EXERCISE DETAILS:
Each line of the listing that contains "EmpdatError" should be found and copied.
+ + + + + + +
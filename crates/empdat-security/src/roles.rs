//! Built-in role policies.
//!
//! Accounting may update payroll fields on employees (routed through
//! approval) and create timesheets/receipts outright; Reporter and
//! Viewer may not see social security numbers; Admin may do anything,
//! including approving change requests.

use std::collections::HashMap;

use empdat_core::policy::{
    FieldSet, PolicyTable, ReadDenials, ResourceSet, RolePolicy, UpdateGrants,
};

/// Capability name gating change-request approval.
pub const CAN_APPROVE: &str = "can_approve";

/// Employee fields the Accounting role may touch.
const PAYROLL_FIELDS: [&str; 7] = [
    "salary",
    "hourly_rate",
    "commission_rate",
    "bank_routing",
    "bank_account",
    "classification_id",
    "paymethod_id",
];

fn admin() -> RolePolicy {
    RolePolicy {
        can_create: Some(ResourceSet::All),
        can_update: Some(UpdateGrants::All),
        can_destroy: Some(ResourceSet::All),
        custom: HashMap::from([(CAN_APPROVE.to_owned(), ResourceSet::All)]),
        ..Default::default()
    }
}

fn accounting() -> RolePolicy {
    RolePolicy {
        can_create: Some(ResourceSet::named(["timesheet", "receipt"])),
        can_update: Some(UpdateGrants::PerResource(HashMap::from([(
            "employee".to_owned(),
            FieldSet::named(PAYROLL_FIELDS),
        )]))),
        ..Default::default()
    }
}

fn ssn_redacted() -> RolePolicy {
    RolePolicy {
        cant_read: Some(ReadDenials::PerResource(HashMap::from([(
            "employee".to_owned(),
            FieldSet::named(["social_security_number"]),
        )]))),
        ..Default::default()
    }
}

/// The static role table shipped with the application.
pub fn builtin_policies() -> PolicyTable {
    let mut table = PolicyTable::new();
    table.insert("Admin", admin());
    table.insert("Accounting", accounting());
    table.insert("Reporter", ssn_redacted());
    table.insert("Viewer", ssn_redacted());
    table
}

#[cfg(test)]
mod tests {
    use super::*;
    use empdat_core::policy::{ReadAccess, UpdateAccess};

    #[test]
    fn admin_is_blanket_privileged() {
        let table = builtin_policies();
        let admin = table.get("Admin").unwrap();
        assert!(admin.allows_create("employee"));
        assert!(admin.allows_destroy("receipt"));
        assert_eq!(admin.update_access("employee"), UpdateAccess::Direct);
        assert!(admin.allows_custom(CAN_APPROVE, "employee"));
    }

    #[test]
    fn accounting_updates_are_field_scoped() {
        let table = builtin_policies();
        let accounting = table.get("Accounting").unwrap();
        match accounting.update_access("employee") {
            UpdateAccess::Fields(fields) => {
                assert!(fields.permits("salary"));
                assert!(!fields.permits("role"));
            }
            other => panic!("expected a field allow-list, got {other:?}"),
        }
        assert_eq!(accounting.update_access("receipt"), UpdateAccess::Denied);
        assert!(accounting.allows_create("timesheet"));
        assert!(!accounting.allows_create("employee"));
    }

    #[test]
    fn viewer_cannot_see_ssn() {
        let table = builtin_policies();
        let viewer = table.get("Viewer").unwrap();
        match viewer.read_access("employee") {
            ReadAccess::Strip(fields) => {
                assert!(fields.contains("social_security_number"));
            }
            other => panic!("expected field stripping, got {other:?}"),
        }
    }
}
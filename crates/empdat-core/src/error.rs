//! Error types for the EmpDat system.

use thiserror::Error;

#[derive(Debug, Error)]
pub enum EmpdatError {
    #[error("Entity not found: {entity} with id {id}")]
    NotFound { entity: String, id: i64 },

    #[error("Unknown resource: {name}")]
    ResourceNotFound { name: String },

    #[error("Authorization denied: {reason}")]
    AuthorizationDenied { reason: String },

    #[error("Validation failed: {field} given is invalid ({message})")]
    ValidationFailed { field: String, message: String },

    #[error("No role programmed for role \"{name}\"")]
    UnknownRole { name: String },

    #[error("Change request {id} is already approved")]
    AlreadyApproved { id: i64 },

    #[error("Record for {resource} is missing its identifier field")]
    MissingIdentifier { resource: String },

    #[error("Validator error: {0}")]
    Validator(String),

    #[error("Serialization error: {0}")]
    Serialization(String),

    #[error("Storage error: {0}")]
    Storage(String),
}

pub type EmpdatResult<T> = Result<T, EmpdatError>;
+ + + + + + +
EXERCISE SOLUTION:
pub enum EmpdatError {
pub type EmpdatResult<T> = Result<T, EmpdatError>;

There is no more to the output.